Exercise details:
Copy each line of the listing that includes "traits".

****************

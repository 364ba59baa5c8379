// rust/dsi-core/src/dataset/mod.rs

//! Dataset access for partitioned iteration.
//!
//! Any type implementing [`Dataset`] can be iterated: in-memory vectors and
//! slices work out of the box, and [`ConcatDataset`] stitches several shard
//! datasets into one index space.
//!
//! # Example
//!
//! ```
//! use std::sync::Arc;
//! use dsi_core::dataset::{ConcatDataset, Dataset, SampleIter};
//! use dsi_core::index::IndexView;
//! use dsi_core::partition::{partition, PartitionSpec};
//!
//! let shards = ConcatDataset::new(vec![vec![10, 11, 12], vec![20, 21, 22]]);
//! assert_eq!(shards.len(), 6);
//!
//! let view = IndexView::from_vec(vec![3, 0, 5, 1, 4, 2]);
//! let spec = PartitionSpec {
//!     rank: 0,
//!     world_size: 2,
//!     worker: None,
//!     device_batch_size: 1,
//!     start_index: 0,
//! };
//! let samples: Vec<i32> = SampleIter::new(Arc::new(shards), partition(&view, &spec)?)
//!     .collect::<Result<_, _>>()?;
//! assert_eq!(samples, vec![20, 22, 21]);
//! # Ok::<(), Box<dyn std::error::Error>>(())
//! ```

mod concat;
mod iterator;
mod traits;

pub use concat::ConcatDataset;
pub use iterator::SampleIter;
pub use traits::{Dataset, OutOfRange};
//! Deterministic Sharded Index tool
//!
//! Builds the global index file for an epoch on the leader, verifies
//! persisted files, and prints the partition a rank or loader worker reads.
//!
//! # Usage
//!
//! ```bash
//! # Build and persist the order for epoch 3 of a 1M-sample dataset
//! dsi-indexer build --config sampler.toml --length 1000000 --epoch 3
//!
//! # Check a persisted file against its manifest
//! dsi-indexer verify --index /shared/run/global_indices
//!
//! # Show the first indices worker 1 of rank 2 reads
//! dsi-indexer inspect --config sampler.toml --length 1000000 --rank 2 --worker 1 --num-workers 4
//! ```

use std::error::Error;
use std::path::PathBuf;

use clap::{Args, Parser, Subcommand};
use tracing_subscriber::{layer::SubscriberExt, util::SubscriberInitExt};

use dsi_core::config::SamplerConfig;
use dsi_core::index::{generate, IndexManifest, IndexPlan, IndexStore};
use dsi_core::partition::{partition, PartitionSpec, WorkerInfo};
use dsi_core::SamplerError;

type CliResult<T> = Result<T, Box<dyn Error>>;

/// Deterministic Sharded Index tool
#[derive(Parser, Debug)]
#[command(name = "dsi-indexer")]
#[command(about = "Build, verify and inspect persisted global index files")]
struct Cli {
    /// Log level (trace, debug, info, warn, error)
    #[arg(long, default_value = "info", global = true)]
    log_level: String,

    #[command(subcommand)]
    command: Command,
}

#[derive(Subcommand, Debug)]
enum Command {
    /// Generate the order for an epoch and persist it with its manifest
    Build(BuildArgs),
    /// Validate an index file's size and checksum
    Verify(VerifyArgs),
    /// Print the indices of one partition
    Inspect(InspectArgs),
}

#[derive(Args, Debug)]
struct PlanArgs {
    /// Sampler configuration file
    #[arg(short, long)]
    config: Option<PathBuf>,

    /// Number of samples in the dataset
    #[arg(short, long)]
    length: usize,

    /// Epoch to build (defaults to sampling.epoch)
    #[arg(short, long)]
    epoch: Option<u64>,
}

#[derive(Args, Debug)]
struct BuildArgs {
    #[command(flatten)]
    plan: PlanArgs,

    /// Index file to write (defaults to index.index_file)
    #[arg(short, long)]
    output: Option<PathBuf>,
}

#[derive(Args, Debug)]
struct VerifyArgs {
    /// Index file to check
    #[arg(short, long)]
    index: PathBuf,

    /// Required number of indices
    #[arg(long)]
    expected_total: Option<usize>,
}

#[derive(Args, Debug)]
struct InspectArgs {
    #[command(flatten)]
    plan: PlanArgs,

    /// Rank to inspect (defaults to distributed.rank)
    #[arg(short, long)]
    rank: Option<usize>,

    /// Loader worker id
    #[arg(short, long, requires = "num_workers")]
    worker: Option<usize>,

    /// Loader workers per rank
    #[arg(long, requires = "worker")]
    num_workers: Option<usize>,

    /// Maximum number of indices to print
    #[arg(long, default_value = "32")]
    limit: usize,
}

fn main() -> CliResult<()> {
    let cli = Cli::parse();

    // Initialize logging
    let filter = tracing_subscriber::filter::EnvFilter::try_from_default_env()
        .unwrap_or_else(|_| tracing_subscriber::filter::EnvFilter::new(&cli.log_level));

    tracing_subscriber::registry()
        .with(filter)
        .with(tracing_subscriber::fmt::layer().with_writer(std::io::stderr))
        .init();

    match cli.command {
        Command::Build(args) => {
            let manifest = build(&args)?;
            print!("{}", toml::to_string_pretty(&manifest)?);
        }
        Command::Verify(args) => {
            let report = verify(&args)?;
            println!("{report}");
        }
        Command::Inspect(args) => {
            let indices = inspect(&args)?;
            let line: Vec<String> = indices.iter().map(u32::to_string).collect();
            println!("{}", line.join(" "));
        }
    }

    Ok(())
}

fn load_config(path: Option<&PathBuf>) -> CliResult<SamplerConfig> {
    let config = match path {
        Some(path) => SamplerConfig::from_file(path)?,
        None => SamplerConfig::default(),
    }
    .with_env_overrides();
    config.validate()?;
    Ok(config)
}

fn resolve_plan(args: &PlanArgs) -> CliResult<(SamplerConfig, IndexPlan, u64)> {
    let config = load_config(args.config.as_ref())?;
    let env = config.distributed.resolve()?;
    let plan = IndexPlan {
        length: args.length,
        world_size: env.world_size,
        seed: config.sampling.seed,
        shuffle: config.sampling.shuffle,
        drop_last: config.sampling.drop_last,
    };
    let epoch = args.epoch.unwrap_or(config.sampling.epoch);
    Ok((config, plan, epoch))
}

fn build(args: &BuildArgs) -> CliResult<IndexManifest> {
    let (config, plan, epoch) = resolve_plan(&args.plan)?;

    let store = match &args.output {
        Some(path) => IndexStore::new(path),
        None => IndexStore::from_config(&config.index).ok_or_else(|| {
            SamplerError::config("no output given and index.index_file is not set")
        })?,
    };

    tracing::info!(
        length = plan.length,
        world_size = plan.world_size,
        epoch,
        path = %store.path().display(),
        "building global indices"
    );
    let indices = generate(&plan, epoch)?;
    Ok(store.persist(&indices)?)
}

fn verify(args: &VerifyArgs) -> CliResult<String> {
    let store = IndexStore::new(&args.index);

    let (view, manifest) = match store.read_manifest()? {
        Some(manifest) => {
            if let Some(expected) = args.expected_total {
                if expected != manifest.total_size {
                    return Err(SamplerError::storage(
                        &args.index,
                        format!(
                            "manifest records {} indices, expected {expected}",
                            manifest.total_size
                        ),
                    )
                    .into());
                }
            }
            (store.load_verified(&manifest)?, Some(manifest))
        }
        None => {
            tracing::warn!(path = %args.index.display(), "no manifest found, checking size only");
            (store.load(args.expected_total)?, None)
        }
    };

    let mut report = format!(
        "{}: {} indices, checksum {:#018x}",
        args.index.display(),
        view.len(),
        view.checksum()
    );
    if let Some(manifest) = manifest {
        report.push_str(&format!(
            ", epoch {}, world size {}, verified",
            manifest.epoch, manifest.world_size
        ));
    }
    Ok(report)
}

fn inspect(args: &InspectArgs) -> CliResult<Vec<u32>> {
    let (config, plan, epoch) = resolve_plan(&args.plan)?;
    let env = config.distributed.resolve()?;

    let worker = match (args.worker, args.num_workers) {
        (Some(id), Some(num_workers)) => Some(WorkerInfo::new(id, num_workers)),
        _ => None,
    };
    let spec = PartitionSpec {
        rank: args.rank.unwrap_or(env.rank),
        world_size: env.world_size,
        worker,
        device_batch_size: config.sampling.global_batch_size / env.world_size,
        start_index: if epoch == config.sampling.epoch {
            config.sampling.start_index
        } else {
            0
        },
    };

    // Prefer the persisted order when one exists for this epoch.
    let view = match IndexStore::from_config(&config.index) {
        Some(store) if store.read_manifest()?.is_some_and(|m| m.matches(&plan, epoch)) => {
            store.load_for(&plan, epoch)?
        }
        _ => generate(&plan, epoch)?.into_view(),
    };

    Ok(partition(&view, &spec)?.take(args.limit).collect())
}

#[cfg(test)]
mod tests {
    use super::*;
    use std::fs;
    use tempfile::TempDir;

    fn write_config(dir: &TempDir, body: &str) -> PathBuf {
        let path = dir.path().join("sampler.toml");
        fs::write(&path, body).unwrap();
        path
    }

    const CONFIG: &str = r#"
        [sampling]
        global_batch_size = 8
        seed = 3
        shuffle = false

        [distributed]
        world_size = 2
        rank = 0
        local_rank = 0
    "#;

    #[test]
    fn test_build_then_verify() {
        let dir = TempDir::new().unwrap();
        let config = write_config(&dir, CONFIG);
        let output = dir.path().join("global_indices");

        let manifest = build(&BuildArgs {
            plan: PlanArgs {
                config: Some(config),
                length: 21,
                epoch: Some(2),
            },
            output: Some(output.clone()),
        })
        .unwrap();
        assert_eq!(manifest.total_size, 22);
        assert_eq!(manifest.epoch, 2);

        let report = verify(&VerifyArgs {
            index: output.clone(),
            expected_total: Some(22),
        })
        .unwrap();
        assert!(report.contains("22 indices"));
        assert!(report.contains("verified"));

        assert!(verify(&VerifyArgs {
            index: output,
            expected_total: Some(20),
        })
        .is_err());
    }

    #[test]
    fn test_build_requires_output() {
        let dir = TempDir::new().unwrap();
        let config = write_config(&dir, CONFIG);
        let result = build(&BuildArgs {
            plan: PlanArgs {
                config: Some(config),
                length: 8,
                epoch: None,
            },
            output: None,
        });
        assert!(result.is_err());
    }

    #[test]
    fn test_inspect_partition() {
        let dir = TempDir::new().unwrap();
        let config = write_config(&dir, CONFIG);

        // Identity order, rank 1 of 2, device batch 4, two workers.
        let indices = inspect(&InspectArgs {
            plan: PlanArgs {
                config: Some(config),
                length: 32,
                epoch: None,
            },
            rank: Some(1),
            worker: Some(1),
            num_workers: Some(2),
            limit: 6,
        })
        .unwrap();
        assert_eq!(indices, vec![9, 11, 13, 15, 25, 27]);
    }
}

****************

Exercise output:
mod traits;
pub use traits::{Dataset, OutOfRange};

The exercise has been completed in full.